**Data shown:**
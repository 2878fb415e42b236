//! One TCP connection per protocol operation
//!
//! A session knows nothing about the wire layout; it moves raw bytes and
//! owns the connection lifecycle. Sessions are never reused: each operation
//! opens its own and the connection is released when the session drops.

use std::io::{self, Read, Write};
use std::net::{Shutdown, TcpStream};
use std::thread;

use crate::error::Error;
use crate::protocol::{CHUNK_SIZE, SETTLE_DELAY};

pub struct Session {
    stream: TcpStream,
}

impl Session {
    /// Connect to `host:port`.
    pub fn open(host: &str, port: u16) -> Result<Session, Error> {
        let addr = format!("{}:{}", host, port);
        let stream = TcpStream::connect(&addr).map_err(|source| Error::Connection {
            addr,
            source,
        })?;
        let _ = stream.set_nodelay(true);
        Ok(Session { stream })
    }

    /// Wrap an already-connected stream. Used by tests that hand-build
    /// socket pairs.
    pub fn from_stream(stream: TcpStream) -> Session {
        let _ = stream.set_nodelay(true);
        Session { stream }
    }

    /// Send the whole buffer: complete transmission or a transport error.
    /// Partial writes are retried internally by `write_all`.
    pub fn send(&mut self, buf: &[u8]) -> Result<(), Error> {
        self.stream.write_all(buf).map_err(Error::Transport)
    }

    /// One chunk-sized read. Returns the bytes that arrived, which may be
    /// empty if the peer finished sending.
    pub fn recv_chunk(&mut self) -> Result<Vec<u8>, Error> {
        let mut buf = [0u8; CHUNK_SIZE];
        let n = self.stream.read(&mut buf).map_err(Error::Transport)?;
        Ok(buf[..n].to_vec())
    }

    /// Wait out the gap the server needs to see the preceding header and the
    /// upcoming payload as two separate reads.
    pub fn settle(&self) {
        thread::sleep(SETTLE_DELAY);
    }

    /// Tell the peer no more data is coming from this side. Reads stay open.
    /// Safe on an already-failed connection; repeated shutdowns are ignored.
    pub fn half_close(&mut self) {
        let _ = self.stream.shutdown(Shutdown::Write);
    }
}

// Capability pair for the transfer engine and listing reader: a session is
// just a byte source/sink to them, so tests can substitute in-memory streams.
impl Read for Session {
    fn read(&mut self, buf: &mut [u8]) -> io::Result<usize> {
        self.stream.read(buf)
    }
}

impl Write for Session {
    fn write(&mut self, buf: &[u8]) -> io::Result<usize> {
        self.stream.write(buf)
    }

    fn flush(&mut self) -> io::Result<()> {
        self.stream.flush()
    }
}

#[cfg(test)]
mod tests {
    use super::*;
    use std::net::TcpListener;

    fn free_port() -> u16 {
        let sock = TcpListener::bind("127.0.0.1:0").unwrap();
        sock.local_addr().unwrap().port()
    }

    #[test]
    fn connect_failure_is_a_connection_error() {
        // bind then drop so nothing is listening on the port
        let port = free_port();
        match Session::open("127.0.0.1", port) {
            Err(Error::Connection { addr, .. }) => {
                assert_eq!(addr, format!("127.0.0.1:{}", port));
            }
            other => panic!("expected Connection error, got {:?}", other.map(|_| ())),
        }
    }

    #[test]
    fn send_recv_and_half_close() {
        let listener = TcpListener::bind("127.0.0.1:0").unwrap();
        let port = listener.local_addr().unwrap().port();

        let server = thread::spawn(move || {
            let (mut peer, _) = listener.accept().unwrap();
            let mut buf = [0u8; 16];
            let n = peer.read(&mut buf).unwrap();
            assert_eq!(&buf[..n], b"ping");
            peer.write_all(b"pong").unwrap();
            // after the client's half-close we must observe EOF
            let n = peer.read(&mut buf).unwrap();
            assert_eq!(n, 0);
        });

        let stream = TcpStream::connect(("127.0.0.1", port)).unwrap();
        let mut session = Session::from_stream(stream);
        session.send(b"ping").unwrap();
        let reply = session.recv_chunk().unwrap();
        assert_eq!(reply, b"pong");
        session.half_close();
        session.half_close(); // second shutdown must be harmless
        server.join().unwrap();
    }

    #[test]
    fn recv_chunk_reports_peer_close_as_empty() {
        let listener = TcpListener::bind("127.0.0.1:0").unwrap();
        let port = listener.local_addr().unwrap().port();
        let server = thread::spawn(move || {
            let (peer, _) = listener.accept().unwrap();
            drop(peer);
        });
        let mut session = Session::open("127.0.0.1", port).unwrap();
        server.join().unwrap();
        assert!(session.recv_chunk().unwrap().is_empty());
    }
}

**Problem:**
Take the material above and set it down again exactly.

**Answer space:**
repository 2878fb415e42b236
//! One TCP connection per protocol operation
//!
//! A session knows nothing about the wire layout; it moves raw bytes and
//! owns the connection lifecycle. Sessions are never reused: each operation
//! opens its own and the connection is released when the session drops.

use std::io::{self, Read, Write};
use std::net::{Shutdown, TcpStream};
use std::thread;

use crate::error::Error;
use crate::protocol::{CHUNK_SIZE, SETTLE_DELAY};

pub struct Session {
    stream: TcpStream,
}

impl Session {
    /// Connect to `host:port`.
    pub fn open(host: &str, port: u16) -> Result<Session, Error> {
        let addr = format!("{}:{}", host, port);
        let stream = TcpStream::connect(&addr).map_err(|source| Error::Connection {
            addr,
            source,
        })?;
        let _ = stream.set_nodelay(true);
        Ok(Session { stream })
    }

    /// Wrap an already-connected stream. Used by tests that hand-build
    /// socket pairs.
    pub fn from_stream(stream: TcpStream) -> Session {
        let _ = stream.set_nodelay(true);
        Session { stream }
    }

    /// Send the whole buffer: complete transmission or a transport error.
    /// Partial writes are retried internally by `write_all`.
    pub fn send(&mut self, buf: &[u8]) -> Result<(), Error> {
        self.stream.write_all(buf).map_err(Error::Transport)
    }

    /// One chunk-sized read. Returns the bytes that arrived, which may be
    /// empty if the peer finished sending.
    pub fn recv_chunk(&mut self) -> Result<Vec<u8>, Error> {
        let mut buf = [0u8; CHUNK_SIZE];
        let n = self.stream.read(&mut buf).map_err(Error::Transport)?;
        Ok(buf[..n].to_vec())
    }

    /// Wait out the gap the server needs to see the preceding header and the
    /// upcoming payload as two separate reads.
    pub fn settle(&self) {
        thread::sleep(SETTLE_DELAY);
    }

    /// Tell the peer no more data is coming from this side. Reads stay open.
    /// Safe on an already-failed connection; repeated shutdowns are ignored.
    pub fn half_close(&mut self) {
        let _ = self.stream.shutdown(Shutdown::Write);
    }
}

// Capability pair for the transfer engine and listing reader: a session is
// just a byte source/sink to them, so tests can substitute in-memory streams.
impl Read for Session {
    fn read(&mut self, buf: &mut [u8]) -> io::Result<usize> {
        self.stream.read(buf)
    }
}

impl Write for Session {
    fn write(&mut self, buf: &[u8]) -> io::Result<usize> {
        self.stream.write(buf)
    }

    fn flush(&mut self) -> io::Result<()> {
        self.stream.flush()
    }
}

#[cfg(test)]
mod tests {
    use super::*;
    use std::net::TcpListener;

    fn free_port() -> u16 {
        let sock = TcpListener::bind("127.0.0.1:0").unwrap();
        sock.local_addr().unwrap().port()
    }

    #[test]
    fn connect_failure_is_a_connection_error() {
        // bind then drop so nothing is listening on the port
        let port = free_port();
        match Session::open("127.0.0.1", port) {
            Err(Error::Connection { addr, .. }) => {
                assert_eq!(addr, format!("127.0.0.1:{}", port));
            }
            other => panic!("expected Connection error, got {:?}", other.map(|_| ())),
        }
    }

    #[test]
    fn send_recv_and_half_close() {
        let listener = TcpListener::bind("127.0.0.1:0").unwrap();
        let port = listener.local_addr().unwrap().port();

        let server = thread::spawn(move || {
            let (mut peer, _) = listener.accept().unwrap();
            let mut buf = [0u8; 16];
            let n = peer.read(&mut buf).unwrap();
            assert_eq!(&buf[..n], b"ping");
            peer.write_all(b"pong").unwrap();
            // after the client's half-close we must observe EOF
            let n = peer.read(&mut buf).unwrap();
            assert_eq!(n, 0);
        });

        let stream = TcpStream::connect(("127.0.0.1", port)).unwrap();
        let mut session = Session::from_stream(stream);
        session.send(b"ping").unwrap();
        let reply = session.recv_chunk().unwrap();
        assert_eq!(reply, b"pong");
        session.half_close();
        session.half_close(); // second shutdown must be harmless
        server.join().unwrap();
    }

    #[test]
    fn recv_chunk_reports_peer_close_as_empty() {
        let listener = TcpListener::bind("127.0.0.1:0").unwrap();
        let port = listener.local_addr().unwrap().port();
        let server = thread::spawn(move || {
            let (peer, _) = listener.accept().unwrap();
            drop(peer);
        });
        let mut session = Session::open("127.0.0.1", port).unwrap();
        server.join().unwrap();
        assert!(session.recv_chunk().unwrap().is_empty());
    }
}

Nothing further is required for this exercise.